Page 532 - 1-4_2
P. 532
Amasya Tarihi 1-4. Cilt Hüseyin Hüsâmeddîn YASAR
Hüseyin Hüsâmeddîn YASAR
Ancak Göksun yaylağı muhârebesinde bozulup kaçan Kara Sa'îd, ma'iyyetinde olan on
binden ziyâde eşkıyâ ile Amasya kalesini elde ederek tahassün etmek istedi. Kalenderoğlu
Mehmed Paşa da başındaki haşerâtıyla Karahisâr-ı Şarkî kal'asına tahassün etmeğe koşdu.
1017 senesi rebî'ulâhirinde Kara Sa'îd, Amasya'yı her tarafdan [375] sardı. Darbzen
toplarla döğmeğe başladı. Fakat Amasya a'yânı olan mîrlivâ Alî, alaybeyi Murâd, kal'a dizdârı
Memî, zu'amâdan Mustafa ve İskender Beyler'le sipâhîlerden Topçu Mehmed, Cebecioğlu
Mehmed, Köse Mehmed, Haydar, Velî ve yeniçerilerden Çakaloğlu Hüseyin, Kara Hasan,
Lâdikli Kurd, Karabulutoğlu Ahmed Ağalar ve sâ'ir efendiler fevkalâde müdâfa'a etdiler.
Amasyalılar'ın fedâkârâne gayreti, Sivaslı Kara Sa'îd'i ve ma'iyyetindeki eşkıyâyı âdetâ
çıldırtıyordu. Çünkü kendilerini ta'kîb eden Serdâr Murâd Paşa, Çorum'a gelip çadır kurmuşdu.
Serdârın şiddetine ve paşaların kuvvetine karşı koyacak metîn bir yerden mahrûm oluyorlardı.
Kara Sa'îd, Amasya'yı zabt ve tahassün etmekden me'yûs olarak 1017 senesi
cumadelûlâsının evâ'ilinde Amasya havâlîsinde icrâ-yı şekâvete koyuldu.
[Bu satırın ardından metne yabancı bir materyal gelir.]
use super::{StorageBackend, StorageError};
use async_trait::async_trait;
use std::collections::BTreeMap;
use tokio::sync::RwLock;

/// In-memory storage backend.
///
/// Data lives only as long as the value. Useful for tests and for running
/// the engine without persistence.
#[derive(Default)]
pub struct InMemoryStorage {
    blobs: RwLock<BTreeMap<String, Vec<u8>>>,
}

impl InMemoryStorage {
    pub fn new() -> Self {
        Self::default()
    }
}

#[async_trait]
impl StorageBackend for InMemoryStorage {
    async fn save(&self, key: &str, data: &[u8]) -> Result<(), StorageError> {
        self.blobs
            .write()
            .await
            .insert(key.to_string(), data.to_vec());
        Ok(())
    }

    async fn load(&self, key: &str) -> Result<Vec<u8>, StorageError> {
        self.blobs
            .read()
            .await
            .get(key)
            .cloned()
            .ok_or_else(|| StorageError::NotFound(key.to_string()))
    }

    async fn exists(&self, key: &str) -> Result<bool, StorageError> {
        Ok(self.blobs.read().await.contains_key(key))
    }

    async fn delete(&self, key: &str) -> Result<(), StorageError> {
        self.blobs.write().await.remove(key);
        Ok(())
    }

    async fn list_keys(&self) -> Result<Vec<String>, StorageError> {
        Ok(self.blobs.read().await.keys().cloned().collect())
    }

    async fn clear(&self) -> Result<(), StorageError> {
        self.blobs.write().await.clear();
        Ok(())
    }
}

#[cfg(test)]
mod tests {
    use super::*;

    #[tokio::test]
    async fn test_round_trip_and_delete() {
        let storage = InMemoryStorage::new();
        assert!(!storage.exists("a").await.unwrap());

        storage.save("a", b"hello").await.unwrap();
        assert_eq!(storage.load("a").await.unwrap(), b"hello");
        assert_eq!(storage.list_keys().await.unwrap(), vec!["a".to_string()]);

        storage.delete("a").await.unwrap();
        assert!(matches!(
            storage.load("a").await,
            Err(StorageError::NotFound(_))
        ));
    }

    #[tokio::test]
    async fn test_clear() {
        let storage = InMemoryStorage::new();
        storage.save("a", b"1").await.unwrap();
        storage.save("b", b"2").await.unwrap();
        storage.clear().await.unwrap();
        assert!(storage.list_keys().await.unwrap().is_empty());
    }
}
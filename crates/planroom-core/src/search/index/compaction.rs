//! Index compaction to reclaim space from logically deleted rows.
//!
//! `delete_document` only flags chunks; their vectors keep occupying rows.
//! Compaction rebuilds the vector store, metadata list and document map
//! from the surviving records.
//!
//! # Row renumbering
//!
//! Surviving rows are renumbered densely in their original order, so row
//! ids held by callers from before compaction are invalidated. Compaction
//! is a maintenance operation; run it between request batches.
//!
//! # When to Compact
//!
//! Compaction is recommended when the deleted ratio exceeds 30% of rows.
//! Use `needs_compaction()` to check if compaction is advisable.

use super::{IndexState, VectorIndex};
use crate::config::COMPACTION_THRESHOLD;
use crate::search::persistence::DocumentMap;
use crate::search::types::{ChunkRecord, CompactionStats, RowId, SearchError};
use crate::storage::StorageBackend;
use std::time::Instant;
use tracing::{info, instrument};

impl IndexState {
    fn deleted_ratio(&self) -> f32 {
        if self.metadata.is_empty() {
            return 0.0;
        }
        let deleted = self.metadata.iter().filter(|r| r.chunk.deleted).count();
        deleted as f32 / self.metadata.len() as f32
    }
}

impl<S: StorageBackend> VectorIndex<S> {
    /// Check if the index needs compaction.
    ///
    /// Returns `true` if the deleted ratio exceeds the 30% threshold.
    pub async fn needs_compaction(&self) -> bool {
        self.state.read().await.deleted_ratio() > COMPACTION_THRESHOLD
    }

    /// Physically drops logically deleted rows.
    ///
    /// Holds the write lock for the whole rebuild. The in-memory index is
    /// replaced; call [`save`](Self::save) afterwards to persist it.
    #[instrument(skip_all)]
    pub async fn compact(&self) -> Result<CompactionStats, SearchError> {
        let start = Instant::now();
        let mut state = self.state.write().await;

        let rows_before = state.metadata.len();
        let deleted_ratio_before = state.deleted_ratio();
        let keep: Vec<bool> = state.metadata.iter().map(|r| !r.chunk.deleted).collect();
        let removed = keep.iter().filter(|k| !**k).count();

        if removed == 0 {
            info!("Compaction skipped: no deleted rows");
            return Ok(CompactionStats {
                rows_before,
                chunks_removed: 0,
                deleted_ratio_before,
                duration_ms: start.elapsed().as_millis() as u64,
            });
        }

        info!(
            "Starting compaction: {} deleted / {} total ({:.1}%)",
            removed,
            rows_before,
            deleted_ratio_before * 100.0
        );

        let vectors = state
            .vectors
            .as_ref()
            .map(|v| v.retain(&keep))
            .filter(|v| !v.is_empty());

        let old_metadata = std::mem::take(&mut state.metadata);
        let mut metadata = Vec::with_capacity(rows_before - removed);
        let mut document_map = DocumentMap::new();
        for record in old_metadata.into_iter().filter(|r| !r.chunk.deleted) {
            let row_id = RowId::from_u64(metadata.len() as u64);
            if state.document_map.contains_key(&record.chunk.document_id) {
                document_map
                    .entry(record.chunk.document_id.clone())
                    .or_default()
                    .push(row_id);
            }
            metadata.push(ChunkRecord {
                row_id,
                chunk: record.chunk,
            });
        }

        *state = IndexState {
            vectors,
            metadata,
            document_map,
        };

        let stats = CompactionStats {
            rows_before,
            chunks_removed: removed,
            deleted_ratio_before,
            duration_ms: start.elapsed().as_millis() as u64,
        };
        info!(
            "Compaction complete: {} → {} rows in {}ms",
            rows_before,
            rows_before - removed,
            stats.duration_ms
        );
        Ok(stats)
    }

    /// Conditionally run compaction if needed.
    ///
    /// # Returns
    /// - `Ok(Some(stats))` if compaction was performed
    /// - `Ok(None)` if compaction was not needed
    pub async fn compact_if_needed(&self) -> Result<Option<CompactionStats>, SearchError> {
        if self.needs_compaction().await {
            Ok(Some(self.compact().await?))
        } else {
            Ok(None)
        }
    }
}
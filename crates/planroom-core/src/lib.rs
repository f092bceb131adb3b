//! # Planroom Core
//!
//! Retrieval engine for multimodal document question answering.
//!
//! This crate turns multi-page documents (construction plan sets, specs,
//! schedules) into retrievable chunks and serves hybrid-ranked context to a
//! downstream answer generator. Frontends (the `planroom` CLI, a web layer)
//! construct one [`search::VectorIndex`] at startup and share it by handle.
//!
//! ## Modules
//!
//! - [`chunking`] - Page-scoped overlapping text windows and image extraction
//! - [`search`] - Vector index, keyword scan, weighted fusion, persistence
//! - [`retrieval`] - Query keyword extraction, re-ranking, citations
//! - [`processing`] - Ingestion pipeline (chunk, caption, embed, index, save)
//! - [`embedding`] - Provider traits and OpenAI-compatible HTTP providers
//! - [`storage`] - Key-value persistence backends for index artifacts
//! - [`config`] - Production configuration constants
//! - [`error`] - Error types for chunking, embedding, ingestion, retrieval

pub mod chunking;
pub mod config;
pub mod embedding;
pub mod error;
pub mod processing;
pub mod retrieval;
pub mod search;
pub mod storage;
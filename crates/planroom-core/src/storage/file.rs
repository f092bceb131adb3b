// Filesystem storage: one file per key under a base directory

use super::{StorageBackend, StorageError};
use async_trait::async_trait;
use std::io::ErrorKind;
use std::path::{Path, PathBuf};

/// Filesystem storage backend.
///
/// Keys map to paths relative to the base directory; nested keys such as
/// `index/metadata.json` create intermediate directories. Writes go to a
/// temporary sibling first and are renamed into place.
pub struct FileStorage {
    base_path: PathBuf,
}

impl FileStorage {
    /// Opens (creating if needed) a storage directory.
    pub fn open(base_path: impl Into<PathBuf>) -> Result<Self, StorageError> {
        let base_path = base_path.into();
        std::fs::create_dir_all(&base_path)
            .map_err(|e| StorageError::IoError(format!("Failed to create directory: {}", e)))?;
        Ok(Self { base_path })
    }

    pub fn base_path(&self) -> &Path {
        &self.base_path
    }

    fn get_path(&self, key: &str) -> PathBuf {
        self.base_path.join(key)
    }

    async fn ensure_parent_dirs(&self, path: &Path) -> Result<(), StorageError> {
        if let Some(parent) = path.parent() {
            tokio::fs::create_dir_all(parent)
                .await
                .map_err(|e| StorageError::IoError(format!("Failed to create directory: {}", e)))?;
        }
        Ok(())
    }

    async fn collect_keys(&self, dir: &Path, keys: &mut Vec<String>) -> Result<(), StorageError> {
        let mut pending = vec![dir.to_path_buf()];
        while let Some(dir) = pending.pop() {
            let mut entries = tokio::fs::read_dir(&dir)
                .await
                .map_err(|e| StorageError::IoError(format!("Failed to read directory: {}", e)))?;

            while let Some(entry) = entries
                .next_entry()
                .await
                .map_err(|e| StorageError::IoError(format!("Failed to read entry: {}", e)))?
            {
                let path = entry.path();
                if path.is_dir() {
                    pending.push(path);
                } else if let Ok(relative) = path.strip_prefix(&self.base_path) {
                    if !is_temp_file(relative) {
                        keys.push(relative.to_string_lossy().replace('\\', "/"));
                    }
                }
            }
        }
        keys.sort();
        Ok(())
    }
}

const TEMP_SUFFIX: &str = ".tmp";

fn is_temp_file(path: &Path) -> bool {
    path.to_string_lossy().ends_with(TEMP_SUFFIX)
}

#[async_trait]
impl StorageBackend for FileStorage {
    async fn save(&self, key: &str, data: &[u8]) -> Result<(), StorageError> {
        let path = self.get_path(key);
        self.ensure_parent_dirs(&path).await?;

        let tmp = PathBuf::from(format!("{}{}", path.display(), TEMP_SUFFIX));
        tokio::fs::write(&tmp, data)
            .await
            .map_err(|e| StorageError::IoError(format!("Failed to write file: {}", e)))?;
        tokio::fs::rename(&tmp, &path)
            .await
            .map_err(|e| StorageError::IoError(format!("Failed to replace file: {}", e)))?;
        Ok(())
    }

    async fn load(&self, key: &str) -> Result<Vec<u8>, StorageError> {
        let path = self.get_path(key);
        tokio::fs::read(&path).await.map_err(|e| {
            if e.kind() == ErrorKind::NotFound {
                StorageError::NotFound(key.to_string())
            } else {
                StorageError::IoError(format!("Failed to read file: {}", e))
            }
        })
    }

    async fn exists(&self, key: &str) -> Result<bool, StorageError> {
        tokio::fs::try_exists(self.get_path(key))
            .await
            .map_err(|e| StorageError::IoError(format!("Failed to stat file: {}", e)))
    }

    async fn delete(&self, key: &str) -> Result<(), StorageError> {
        match tokio::fs::remove_file(self.get_path(key)).await {
            Ok(()) => Ok(()),
            Err(e) if e.kind() == ErrorKind::NotFound => Ok(()),
            Err(e) => Err(StorageError::IoError(format!(
                "Failed to delete file: {}",
                e
            ))),
        }
    }

    async fn list_keys(&self) -> Result<Vec<String>, StorageError> {
        let mut keys = Vec::new();
        self.collect_keys(&self.base_path, &mut keys).await?;
        Ok(keys)
    }

    async fn clear(&self) -> Result<(), StorageError> {
        for key in self.list_keys().await? {
            self.delete(&key).await?;
        }
        Ok(())
    }
}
Mezâlim ve hasârâtın
envâ'ını yapıyor, her tarafı harâb ediyordu.
Ancak Amasya kadısı Mustafa Efendi erbâb-ı hamiyyetle beraber olup müdâfa'aya
ikdâm etdiği hâlde Amasya müftüsü Mahmûd Efendi denâ'et-i tab' ve cehline binâ'en
Amasya'yı Kara Sa'îd'e teslîm için uğraşıp birtakım sâde-dilânı iğfâl eylediğinden 1017
cumadelûlâsında azl edilip Köse Ahmed Efendi ikinci def'a Amasya müftüsü ve Sultâniyye
müderrisi oldu.
Serdâr Murâd Paşa, Çorum ovasında kaldığı müddet zarfında o taraflarda icrâ-yı
şekâvet eden Çorum beyi Murâd Çavuşoğlu Alî, Beyşehrî beyi Emîrşâh Beyler'i ve İskilib
eşkıyâsını i'dâm ederek kalkıp [376] cumadelûlâsının yirmisinde Sivas'a geldi.
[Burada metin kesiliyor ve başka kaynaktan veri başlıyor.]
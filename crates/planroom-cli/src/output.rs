//! Output formatting for command results.
//!
//! Supports both human-readable terminal output and JSON for scripting.

use planroom_core::processing::IngestionReport;
use planroom_core::retrieval::RetrievedContext;
use planroom_core::search::{ChunkKind, CompactionStats, DocumentSummary, IndexStats};
use serde::Serialize;

/// Maximum characters to show in a text snippet
const SNIPPET_MAX_LEN: usize = 200;

/// JSON output structure for retrievals
#[derive(Serialize)]
pub struct JsonRetrieval<'a> {
    pub query: &'a str,
    #[serde(flatten)]
    pub context: &'a RetrievedContext,
}

/// Serializes any result as pretty JSON.
pub fn format_json<T: Serialize + ?Sized>(value: &T) -> String {
    serde_json::to_string_pretty(value).unwrap_or_else(|_| "{}".to_string())
}

pub fn format_retrieval_json(query: &str, context: &RetrievedContext) -> String {
    format_json(&JsonRetrieval { query, context })
}

/// Formats a retrieval as a numbered citation list.
pub fn format_retrieval(query: &str, context: &RetrievedContext) -> String {
    if context.is_empty() {
        return format!("No results found for \"{}\"", query);
    }

    let mut output = String::new();
    output.push_str(&format!(
        "Found {} result{} for \"{}\" ({} text, {} image):\n\n",
        context.citations.len(),
        plural(context.citations.len()),
        query,
        context.text_contexts.len(),
        context.image_contexts.len()
    ));

    for (i, citation) in context.citations.iter().enumerate() {
        output.push_str(&format!(
            "{}. {} p.{} [{}] (score: {:.2})\n",
            i + 1,
            citation.source,
            citation.page,
            citation.chunk_kind,
            citation.relevance_score
        ));

        if let Some(path) = &citation.image_path {
            output.push_str(&format!("   Image: {}\n", path.display()));
        }

        let snippet = match citation.chunk_kind {
            ChunkKind::Image if citation.content_preview.trim().is_empty() => {
                "(no description)".to_string()
            }
            _ => truncate_text(&citation.content_preview, SNIPPET_MAX_LEN),
        };
        output.push_str(&format!("   {}\n\n", indent_text(&snippet, "   ")));
    }

    output.trim_end().to_string()
}

pub fn format_ingestion(reports: &[IngestionReport]) -> String {
    let mut output = String::new();
    for report in reports {
        let summary = &report.summary;
        output.push_str(&format!(
            "{} -> {}\n   {} page{}, {} text chunk{}, {} image chunk{} ({} captioned) in {}ms\n",
            summary.filename,
            summary.document_id,
            report.page_count,
            plural(report.page_count as usize),
            summary.text_chunks,
            plural(summary.text_chunks),
            summary.image_chunks,
            plural(summary.image_chunks),
            report.captioned_images,
            report.elapsed_ms
        ));
    }
    output.trim_end().to_string()
}

pub fn format_documents(documents: &[DocumentSummary]) -> String {
    if documents.is_empty() {
        return "No documents indexed".to_string();
    }

    let mut output = format!(
        "{} document{}:\n\n",
        documents.len(),
        plural(documents.len())
    );
    for doc in documents {
        output.push_str(&format!(
            "{}  {}\n   {} page{}, {} chunks ({} text, {} image)\n",
            doc.document_id,
            doc.filename,
            doc.total_pages,
            plural(doc.total_pages as usize),
            doc.total_chunks,
            doc.text_chunks,
            doc.image_chunks
        ));
    }
    output.trim_end().to_string()
}

pub fn format_stats(stats: &IndexStats) -> String {
    format!(
        "Documents:        {}\n\
         Chunks:           {}\n\
         Vectors:          {}\n\
         Dimension:        {}\n\
         Deleted chunks:   {}\n\
         Sentinel vectors: {}",
        stats.total_documents,
        stats.total_chunks,
        stats.total_vectors,
        stats.dimension,
        stats.deleted_chunks,
        stats.sentinel_vectors
    )
}

pub fn format_compaction(stats: Option<&CompactionStats>) -> String {
    match stats {
        None => "Compaction not needed".to_string(),
        Some(stats) if stats.chunks_removed == 0 => "Nothing to compact".to_string(),
        Some(stats) => format!(
            "Removed {} of {} rows ({:.1}% deleted) in {}ms",
            stats.chunks_removed,
            stats.rows_before,
            stats.deleted_ratio_before * 100.0,
            stats.duration_ms
        ),
    }
}

fn plural(n: usize) -> &'static str {
    if n == 1 {
        ""
    } else {
        "s"
    }
}

/// Truncates text to a maximum number of characters, adding an ellipsis
/// at a word boundary if needed.
fn truncate_text(text: &str, max_len: usize) -> String {
    let text = text.trim();
    if text.chars().count() <= max_len {
        return text.to_string();
    }

    let truncated: String = text.chars().take(max_len).collect();
    let truncated = truncated.trim_end_matches("...");
    match truncated.rfind(' ') {
        Some(last_space) => format!("{}...", &truncated[..last_space]),
        None => format!("{}...", truncated),
    }
}

/// Indents all lines of text after the first line.
fn indent_text(text: &str, indent: &str) -> String {
    text.lines()
        .enumerate()
        .map(|(i, line)| {
            if i == 0 {
                line.to_string()
            } else {
                format!("{}{}", indent, line)
            }
        })
        .collect::<Vec<_>>()
        .join("\n")
}
// rust-cv/hnsw vector search over row-aligned normalized embeddings

use super::types::{validate_dimension, RowId, SearchError};
use crate::config::EXACT_SEARCH_THRESHOLD;
use crate::embedding::{dot, is_zero_vector, l2_normalize};
use hnsw::{Hnsw, Searcher};
use space::{Metric, Neighbor};
use std::sync::Arc;
use tracing::{debug, instrument};

/// Minimum ef_search parameter for HNSW queries.
///
/// We use max(k * 2, MIN_EF_SEARCH) to scale with result count while
/// keeping a recall floor.
const MIN_EF_SEARCH: usize = 50;

/// Cosine distance for unit-length vectors, scaled to u32.
///
/// Rows are normalized on insertion, so `1 - dot` is the cosine distance.
struct CosineDistance;

impl Metric<Arc<[f32]>> for CosineDistance {
    type Unit = u32;

    fn distance(&self, a: &Arc<[f32]>, b: &Arc<[f32]>) -> u32 {
        let similarity = dot(a, b).clamp(-1.0, 1.0);
        let distance = 1.0 - similarity; // [0, 2]
        (distance * (u32::MAX as f32 / 2.0)) as u32
    }
}

/// Row-aligned vector store with an HNSW graph for larger indexes.
///
/// Every inserted embedding occupies exactly one row, in insertion order;
/// row `i` is the join key to metadata record `i`. Embeddings are stored
/// normalized so inner product equals cosine similarity.
///
/// Zero vectors (uncaptioned image placeholders) are kept as sentinel rows:
/// they hold their slot so row ids stay aligned, but they are never
/// inserted into the graph and never scored.
///
/// Small indexes are searched by exact scan. Past
/// [`EXACT_SEARCH_THRESHOLD`] scored rows the HNSW graph produces the
/// candidate set and scores are recomputed exactly from the stored rows.
///
/// # HNSW Parameters
///
/// - **M = 16**: bidirectional links per node at layers > 0
/// - **M0 = 32**: links at layer 0 (2*M)
///
/// The graph's PRNG is seeded deterministically, so rebuilding from the
/// same rows in the same order reproduces the same graph.
pub struct VectorSearchEngine {
    /// Normalized rows, indexed by row id
    rows: Vec<Arc<[f32]>>,
    /// Sentinel flag per row
    sentinel: Vec<bool>,
    /// HNSW graph over non-sentinel rows
    graph: Hnsw<CosineDistance, Arc<[f32]>, rand::rngs::StdRng, 16, 32>,
    /// Searcher reused across inserts
    searcher: Searcher<u32>,
    /// Map from graph position to row id
    graph_rows: Vec<RowId>,
    dimension: usize,
}

impl VectorSearchEngine {
    pub fn new(dimension: usize) -> Self {
        Self {
            rows: Vec::new(),
            sentinel: Vec::new(),
            graph: Hnsw::new(CosineDistance),
            searcher: Searcher::default(),
            graph_rows: Vec::new(),
            dimension,
        }
    }

    /// Checks an embedding against the configured dimension without inserting.
    pub fn validate(&self, embedding: &[f32]) -> Result<(), SearchError> {
        validate_dimension(self.dimension, embedding.len())
    }

    /// Normalizes and appends an embedding, returning its row id.
    ///
    /// # Errors
    ///
    /// Returns `SearchError::DimensionMismatch` if the embedding length
    /// doesn't match the engine's dimension.
    pub fn push(&mut self, embedding: &[f32]) -> Result<RowId, SearchError> {
        self.validate(embedding)?;
        let mut row = embedding.to_vec();
        l2_normalize(&mut row);
        Ok(self.push_normalized(row))
    }

    /// Appends a row that is already unit length (or all zeros).
    ///
    /// Used when restoring persisted rows, which were normalized before
    /// they were saved.
    pub(crate) fn push_normalized(&mut self, row: Vec<f32>) -> RowId {
        let row_id = RowId::from_u64(self.rows.len() as u64);
        let row: Arc<[f32]> = row.into();
        let is_sentinel = is_zero_vector(&row);

        if !is_sentinel {
            self.graph_rows.push(row_id);
            self.graph.insert(Arc::clone(&row), &mut self.searcher);
        }
        self.rows.push(row);
        self.sentinel.push(is_sentinel);
        row_id
    }

    /// Returns up to `k` `(row id, cosine similarity)` pairs, most similar first.
    ///
    /// Sentinel rows are never returned. A zero query, or an index without
    /// scored rows, yields an empty result.
    ///
    /// # Errors
    ///
    /// Returns `SearchError::DimensionMismatch` if the query length doesn't
    /// match the engine's dimension.
    #[instrument(skip_all, fields(k = k, rows = self.rows.len()))]
    pub fn search(&self, query: &[f32], k: usize) -> Result<Vec<(RowId, f32)>, SearchError> {
        validate_dimension(self.dimension, query.len())?;

        if k == 0 || self.graph_rows.is_empty() {
            return Ok(Vec::new());
        }

        let mut query = query.to_vec();
        l2_normalize(&mut query);
        if is_zero_vector(&query) {
            debug!("Zero query vector, nothing to rank");
            return Ok(Vec::new());
        }

        let mut results = if self.graph_rows.len() <= EXACT_SEARCH_THRESHOLD {
            self.exact_scan(&query)
        } else {
            self.graph_candidates(query.into(), k)
        };

        sort_by_score(&mut results);
        results.truncate(k);
        Ok(results)
    }

    fn exact_scan(&self, query: &[f32]) -> Vec<(RowId, f32)> {
        self.rows
            .iter()
            .enumerate()
            .filter(|(i, _)| !self.sentinel[*i])
            .map(|(i, row)| (RowId::from_u64(i as u64), dot(query, row)))
            .collect()
    }

    fn graph_candidates(&self, query: Arc<[f32]>, k: usize) -> Vec<(RowId, f32)> {
        let actual_k = k.min(self.graph_rows.len());
        let mut neighbors = vec![
            Neighbor {
                index: !0,
                distance: !0
            };
            actual_k
        ];
        let ef_search = std::cmp::max(actual_k * 2, MIN_EF_SEARCH);
        let mut searcher = Searcher::default();

        let found = self
            .graph
            .nearest(&query, ef_search, &mut searcher, &mut neighbors);

        // Graph distances are quantized; rescore from the stored rows
        found
            .iter()
            .filter(|n| n.index != !0)
            .filter_map(|n| self.graph_rows.get(n.index).copied())
            .map(|row_id| (row_id, dot(&query, &self.rows[row_id.as_index()])))
            .collect()
    }

    /// Stored (normalized) row, if the id is in range.
    pub fn row(&self, row_id: RowId) -> Option<&[f32]> {
        self.rows.get(row_id.as_index()).map(|r| &r[..])
    }

    pub fn rows(&self) -> impl Iterator<Item = &[f32]> {
        self.rows.iter().map(|r| &r[..])
    }

    pub fn is_sentinel(&self, row_id: RowId) -> bool {
        self.sentinel
            .get(row_id.as_index())
            .copied()
            .unwrap_or(false)
    }

    pub fn sentinel_count(&self) -> usize {
        self.sentinel.iter().filter(|s| **s).count()
    }

    pub fn len(&self) -> usize {
        self.rows.len()
    }

    pub fn is_empty(&self) -> bool {
        self.rows.is_empty()
    }

    pub fn dimension(&self) -> usize {
        self.dimension
    }

    /// Builds a new engine holding only the rows whose `keep` flag is set.
    ///
    /// Surviving rows are renumbered densely in their original order.
    pub fn retain(&self, keep: &[bool]) -> Self {
        let mut compacted = Self::new(self.dimension);
        for (row, _) in self
            .rows
            .iter()
            .zip(keep.iter())
            .filter(|(_, keep)| **keep)
        {
            compacted.push_normalized(row.to_vec());
        }
        compacted
    }
}

/// Sorts by score descending, ties by ascending row id.
fn sort_by_score(results: &mut [(RowId, f32)]) {
    results.sort_by(|a, b| b.1.total_cmp(&a.1).then_with(|| a.0.cmp(&b.0)));
}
Üç gün kadar eğlenip Haleb beylerbeyi Hüseyin Paşa'yı ser-asker nasb ve ma'iyyetine
Sivas beylerbeyi Canikli Osmân Paşa, Malatya mutasarrıfı Karakaş Ahmed Paşa, Kastamonu
beylerbeyi Tekeli Mehmed Paşa ve Kefe'den ma'zûl Mehmed Paşa kuvvetlerini terfîk ederek
Kara Sa'îd üzerine gönderdi. Kendisi de Kalenderoğlu üzerine gitdi.
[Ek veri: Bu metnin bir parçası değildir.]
//! PDF page source backed by `lopdf`.
//!
//! Text comes from each page's content stream. Images are the page's image
//! XObjects; only self-contained encodings (JPEG, JPEG 2000) are emitted,
//! since the bytes are written to disk and handed to a vision model as-is.

use super::source::{PagedDocument, RasterImage};
use crate::error::ChunkingError;
use lopdf::{Document, ObjectId};
use std::path::Path;

/// A parsed PDF.
pub struct PdfDocument {
    document: Document,
    pages: Vec<ObjectId>,
}

impl PdfDocument {
    /// Parses a PDF from memory.
    pub fn from_bytes(bytes: &[u8]) -> Result<Self, ChunkingError> {
        let document =
            Document::load_mem(bytes).map_err(|e| ChunkingError::DocumentRead(e.to_string()))?;
        let pages = document.get_pages().into_values().collect();
        Ok(Self { document, pages })
    }

    /// Reads and parses a PDF file.
    pub fn open(path: impl AsRef<Path>) -> Result<Self, ChunkingError> {
        let path = path.as_ref();
        let bytes = std::fs::read(path)
            .map_err(|e| ChunkingError::DocumentRead(format!("{}: {}", path.display(), e)))?;
        Self::from_bytes(&bytes)
    }

    fn page_id(&self, page: u32) -> Result<ObjectId, ChunkingError> {
        page.checked_sub(1)
            .and_then(|i| self.pages.get(i as usize))
            .copied()
            .ok_or_else(|| ChunkingError::ExtractionFailed {
                page,
                reason: "page out of range".to_string(),
            })
    }
}

impl PagedDocument for PdfDocument {
    fn page_count(&self) -> u32 {
        self.pages.len() as u32
    }

    fn page_text(&self, page: u32) -> Result<String, ChunkingError> {
        self.page_id(page)?;
        self.document
            .extract_text(&[page])
            .map_err(|e| ChunkingError::ExtractionFailed {
                page,
                reason: e.to_string(),
            })
    }

    fn page_images(
        &self,
        page: u32,
    ) -> Result<Vec<Result<RasterImage, ChunkingError>>, ChunkingError> {
        let page_id = self.page_id(page)?;
        let images = self
            .document
            .get_page_images(page_id)
            .map_err(|e| ChunkingError::ExtractionFailed {
                page,
                reason: e.to_string(),
            })?;

        Ok(images
            .into_iter()
            .map(|image| {
                let failed = |reason: String| ChunkingError::ExtractionFailed { page, reason };
                let width = u32::try_from(image.width)
                    .map_err(|_| failed(format!("invalid width {}", image.width)))?;
                let height = u32::try_from(image.height)
                    .map_err(|_| failed(format!("invalid height {}", image.height)))?;
                let filters = image.filters.unwrap_or_default();
                let extension = extension_for(&filters).ok_or_else(|| {
                    failed(format!("unsupported image encoding {:?}", filters))
                })?;
                Ok(RasterImage {
                    width,
                    height,
                    bytes: image.content.to_vec(),
                    extension: extension.to_string(),
                })
            })
            .collect())
    }
}

/// File extension for a stream whose final filter is a standalone image
/// codec.
fn extension_for(filters: &[String]) -> Option<&'static str> {
    match filters.last().map(String::as_str) {
        Some("DCTDecode") => Some("jpg"),
        Some("JPXDecode") => Some("jp2"),
        _ => None,
    }
}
Hüseyin Paşa, Amasya sancağına girdiği anda Amasya müdâfi'leri kendisine iltihâk
eylediğinden kuvvetlerini iki kola ayırdı. Canikli Osmân Paşa kolunu şarka me'mûr etdi.
Kendisi garba doğru yürüdü. Bütün eşkıyâ paşaların önlerinden kaçıp Kara Sa'îd'e iltihâk
ediyorlardı.
Hüseyin Paşa, Amasya sancağını güzel bir tarama hareketiyle bütün eşkıyâyı Merzifon
ovasına topladı. Canikli Osmân Paşa kolu Lâdik'den kalkıp Merzifon ovasına geldiği gibi
Hüseyin Paşa kolu da Gümüş havâlîsine gelip Kara Sa'îd'i burada buldu.
Merzifon ovasında iki kuvvet çarpışdı. Üç gün devâm eden kanlı muhârebede Kara Sa'îd
fenâ hâlde bozuldu. Binlerce eşkıyâ kılıçdan geçdi. Kılıçdan arta kalan bin kadar eşkıyâ ile
Kara Sa'îd canlarını güç kurtarıp şarka doğru kaçdılar. Paşalar da ta'kîb etdiler.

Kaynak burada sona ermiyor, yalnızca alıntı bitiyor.